First, fewer teens are getting pregnant, which raises the average age at which women are having children. "This is a good thing, because most teens do not have adequate economic or emotional means to take care of a child," Wu said.

Women waiting to have children until they have financial security and health insurance tends to lead to healthier infants, she added.

Birth rates are declining in industrialized countries around the world, Wu said. "Families are realizing that they have limited resources," she explained.

Wu also believes that more women are planning their families in terms of when they have children and how many they want to have.

"I'm glad more women are considering that," she said. "They have a lot of choices to make when they are very young about college and career, and sometimes having a baby very young can derail all that."

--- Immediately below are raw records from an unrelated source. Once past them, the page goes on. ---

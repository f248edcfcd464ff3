// This Source Code Form is subject to the terms of the Mozilla Public
// License, v. 2.0. If a copy of the MPL was not distributed with this
// file, You can obtain one at https://mozilla.org/MPL/2.0/.

//! Per-show retention. Files past the count or age cap are taken out of
//! every playlist; the asset itself stays on the station.

use std::cmp::Reverse;
use std::collections::HashSet;
use std::time::Duration;

use chrono::{DateTime, Utc};
use tracing::{debug, info, warn};

use crate::batch::{BatchReport, apply_each};
use crate::error::ApiError;
use crate::feed::ShowMetadata;
use crate::matcher::belongs_to_show;
use crate::progress::{ProgressEvent, SharedProgressReporter};
use crate::remote::{FileUpdate, MediaApi, RemoteFile};
use crate::sync::RunContext;

/// Caps for one show's playlist-assigned files
#[derive(Debug, Clone, Copy, PartialEq, Eq)]
pub struct RetentionPolicy {
    pub max_episodes: usize,
    pub max_age_days: i64,
}

/// A show whose feed was parsed this run, with its policy
#[derive(Debug, Clone)]
pub struct RetentionTarget {
    pub show: ShowMetadata,
    pub policy: RetentionPolicy,
}

/// Outcome of the retention phase; each item is a file that was selected
pub type RetentionReport = BatchReport<RemoteFile, (), ApiError>;

/// Files to unassign, newest first.
///
/// `files` are ranked by upload time descending (undated last). A file is
/// selected when its rank is at or beyond `max_episodes` or when it is
/// more than `max_age_days` whole days old. Undated files are judged by
/// rank only.
///
/// Callers pass only playlist-assigned files (see [`assigned_show_files`]),
/// so a matched file that is in no playlist, e.g. one whose assignment
/// failed after upload, does not occupy a rank slot.
pub fn select_for_removal(
    files: &[RemoteFile],
    policy: RetentionPolicy,
    now: DateTime<Utc>,
) -> Vec<RemoteFile> {
    let mut ranked: Vec<&RemoteFile> = files.iter().collect();
    ranked.sort_by_key(|file| Reverse(file.uploaded_at));

    ranked
        .into_iter()
        .enumerate()
        .filter(|(rank, file)| {
            let over_count = *rank >= policy.max_episodes;
            let over_age = file
                .uploaded_at
                .is_some_and(|at| (now - at).num_days() > policy.max_age_days);
            over_count || over_age
        })
        .map(|(_, file)| file.clone())
        .collect()
}

/// Playlist-assigned files on the station that belong to `show`
pub fn assigned_show_files(files: &[RemoteFile], show: &ShowMetadata) -> Vec<RemoteFile> {
    files
        .iter()
        .filter(|file| file.is_assigned() && belongs_to_show(file, show))
        .cloned()
        .collect()
}

/// Unassign every file past its show's caps.
///
/// The remote listing is refreshed first; if that fails the existing
/// snapshot is used. Failures on individual files are recorded in the
/// report and never stop the pass.
pub async fn enforce_retention<A: MediaApi + ?Sized>(
    api: &A,
    ctx: &mut RunContext,
    targets: &[RetentionTarget],
    pacing: Duration,
    now: DateTime<Utc>,
    reporter: &SharedProgressReporter,
) -> RetentionReport {
    let mut report = RetentionReport::default();
    if targets.is_empty() {
        return report;
    }

    if let Err(e) = ctx.refresh_listing(api).await {
        warn!(error = %e, "could not refresh remote listing, applying retention to the last snapshot");
    }

    let mut handled: HashSet<String> = HashSet::new();

    for target in targets {
        let candidates = assigned_show_files(&ctx.remote_files, &target.show);
        let selected: Vec<RemoteFile> = select_for_removal(&candidates, target.policy, now)
            .into_iter()
            .filter(|file| handled.insert(file.id.clone()))
            .collect();

        debug!(
            show = %target.show.title,
            assigned = candidates.len(),
            selected = selected.len(),
            "retention selection"
        );
        if selected.is_empty() {
            continue;
        }

        let clear = FileUpdate::clear_playlists();
        let batch = apply_each(selected, pacing, |file| {
            let clear = &clear;
            async move { api.update_file(&file.id, clear).await }
        })
        .await;

        for (file, _) in batch.successes() {
            info!(show = %target.show.title, file_id = %file.id, title = %file.title, "unassigned from playlists");
            if let Some(snapshot) = ctx.remote_files.iter_mut().find(|f| f.id == file.id) {
                snapshot.playlists.clear();
            }
        }
        for (file, error) in batch.failures() {
            warn!(show = %target.show.title, file_id = %file.id, error = %error, "failed to unassign file");
        }

        reporter.report(ProgressEvent::RetentionApplied {
            show_title: target.show.title.clone(),
            unassigned: batch.succeeded(),
            failed: batch.failed(),
        });
        report.results.extend(batch.results);
    }

    report
}

#[cfg(test)]
mod tests {
    use super::*;
    use crate::progress::NoopReporter;
    use crate::state::ProcessedEpisodes;
    use crate::test_support::{FakeMediaApi, remote_file, show};
    use chrono::TimeZone;
    use std::path::Path;

    fn now() -> DateTime<Utc> {
        Utc.with_ymd_and_hms(2024, 6, 1, 0, 0, 0).unwrap()
    }

    fn days_ago(days: i64) -> Option<DateTime<Utc>> {
        Some(now() - chrono::Duration::days(days))
    }

    fn policy(max_episodes: usize, max_age_days: i64) -> RetentionPolicy {
        RetentionPolicy {
            max_episodes,
            max_age_days,
        }
    }

    fn ids(files: &[RemoteFile]) -> Vec<&str> {
        files.iter().map(|f| f.id.as_str()).collect()
    }

    fn context(api: &FakeMediaApi) -> RunContext {
        RunContext::new(api.state().files.clone(), ProcessedEpisodes::empty(Path::new("unused.json")))
    }

    #[test]
    fn selects_files_beyond_the_count_cap() {
        let files: Vec<RemoteFile> = (0..8)
            .map(|i| remote_file(&format!("f{i}"), "t", "Host", "", days_ago(i), &["7"]))
            .collect();

        let selected = select_for_removal(&files, policy(5, 365), now());

        assert_eq!(ids(&selected), vec!["f5", "f6", "f7"]);
    }

    #[test]
    fn age_cap_applies_within_the_top_ranks() {
        let files = vec![
            remote_file("new", "t", "Host", "", days_ago(1), &["7"]),
            remote_file("old", "t", "Host", "", days_ago(400), &["7"]),
        ];

        let selected = select_for_removal(&files, policy(5, 365), now());

        assert_eq!(ids(&selected), vec!["old"]);
    }

    #[test]
    fn age_is_counted_in_whole_days() {
        let files = vec![remote_file(
            "edge",
            "t",
            "Host",
            "",
            Some(now() - chrono::Duration::days(30) - chrono::Duration::hours(23)),
            &["7"],
        )];

        assert!(select_for_removal(&files, policy(5, 30), now()).is_empty());
    }

    #[test]
    fn undated_files_rank_last_and_ignore_age() {
        let files = vec![
            remote_file("undated", "t", "Host", "", None, &["7"]),
            remote_file("a", "t", "Host", "", days_ago(3), &["7"]),
            remote_file("b", "t", "Host", "", days_ago(2), &["7"]),
        ];

        assert_eq!(ids(&select_for_removal(&files, policy(2, 365), now())), vec!["undated"]);
        assert!(select_for_removal(&files, policy(5, 0), now())
            .iter()
            .all(|f| f.id != "undated"));
    }

    #[test]
    fn only_assigned_files_of_the_show_are_candidates() {
        let files = vec![
            remote_file("mine", "t", "Host", "", None, &["7"]),
            remote_file("unassigned", "t", "Host", "", None, &[]),
            remote_file("other", "t", "Someone Else", "Other Show", None, &["7"]),
        ];

        let candidates = assigned_show_files(&files, &show("My Show", "Host"));

        assert_eq!(ids(&candidates), vec!["mine"]);
    }

    #[tokio::test]
    async fn unassigned_newer_file_does_not_take_a_rank_slot() {
        let api = FakeMediaApi::with_files(vec![
            remote_file("fresh-unassigned", "t", "Host", "", days_ago(0), &[]),
            remote_file("a", "t", "Host", "", days_ago(1), &["7"]),
            remote_file("b", "t", "Host", "", days_ago(2), &["7"]),
        ]);
        let mut ctx = context(&api);
        let targets = vec![RetentionTarget {
            show: show("My Show", "Host"),
            policy: policy(2, 365),
        }];

        let report = enforce_retention(
            &api,
            &mut ctx,
            &targets,
            Duration::ZERO,
            now(),
            &NoopReporter::shared(),
        )
        .await;

        assert!(report.is_empty());
        assert!(api.state().updates.is_empty());
    }

    #[tokio::test]
    async fn enforcement_unassigns_and_continues_after_failures() {
        let files: Vec<RemoteFile> = (0..8)
            .map(|i| remote_file(&format!("f{i}"), "t", "Host", "", days_ago(i), &["7"]))
            .collect();
        let api = FakeMediaApi::with_files(files);
        api.state().fail_unassign.insert("f6".to_string());
        let mut ctx = context(&api);
        let targets = vec![RetentionTarget {
            show: show("My Show", "Host"),
            policy: policy(5, 365),
        }];

        let report = enforce_retention(
            &api,
            &mut ctx,
            &targets,
            Duration::ZERO,
            now(),
            &NoopReporter::shared(),
        )
        .await;

        assert_eq!(report.succeeded(), 2);
        assert_eq!(report.failed(), 1);

        let state = api.state();
        assert!(state.deleted.is_empty());
        let still_assigned: Vec<&str> = state
            .files
            .iter()
            .filter(|f| f.is_assigned())
            .map(|f| f.id.as_str())
            .collect();
        assert_eq!(still_assigned, vec!["f0", "f1", "f2", "f3", "f4", "f6"]);
    }

    #[tokio::test]
    async fn enforcement_refreshes_the_listing_first() {
        let api = FakeMediaApi::with_files(vec![remote_file(
            "f0",
            "t",
            "Host",
            "",
            days_ago(1),
            &["7"],
        )]);
        let mut ctx = RunContext::new(Vec::new(), ProcessedEpisodes::empty(Path::new("unused.json")));
        api.state().files.push(remote_file("late", "t", "Host", "", days_ago(500), &["7"]));
        let targets = vec![RetentionTarget {
            show: show("My Show", "Host"),
            policy: policy(5, 365),
        }];

        let report = enforce_retention(
            &api,
            &mut ctx,
            &targets,
            Duration::ZERO,
            now(),
            &NoopReporter::shared(),
        )
        .await;

        assert_eq!(api.state().list_calls, 1);
        assert_eq!(report.succeeded(), 1);
        assert_eq!(report.results[0].item.id, "late");
    }

    #[tokio::test]
    async fn no_targets_means_no_remote_calls() {
        let api = FakeMediaApi::new();
        let mut ctx = context(&api);

        let report = enforce_retention(
            &api,
            &mut ctx,
            &[],
            Duration::ZERO,
            now(),
            &NoopReporter::shared(),
        )
        .await;

        assert!(report.is_empty());
        assert_eq!(api.state().list_calls, 0);
    }
}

In addition, more women are using contraception to prevent pregnancy and opting to terminate a pregnancy rather than seeing it through and putting the child up for adoption, Wu noted.

While there were declines in births across the United States, those drops were greater in metropolitan counties than in rural counties, the researchers noted.

Between 2007 and 2017, birth rates dropped 12 percent in rural areas, 16 percent in small and medium cities, and 18 percent in large metro counties.

Compared with cities, rural areas had higher birth rates throughout the entire period, the findings showed.

The birth rate in rural areas declined 9 percent from 2007 through 2011, and it did not change significantly from 2011 through 2017.

At the same time, birth rates in small or medium-sized urban areas dropped 16 percent while they declined 18 percent in large urban areas, according to the report.

Ely said, "Another finding was the age when mothers first give birth in rural counties is lower than mothers who are having their first birth in metro counties."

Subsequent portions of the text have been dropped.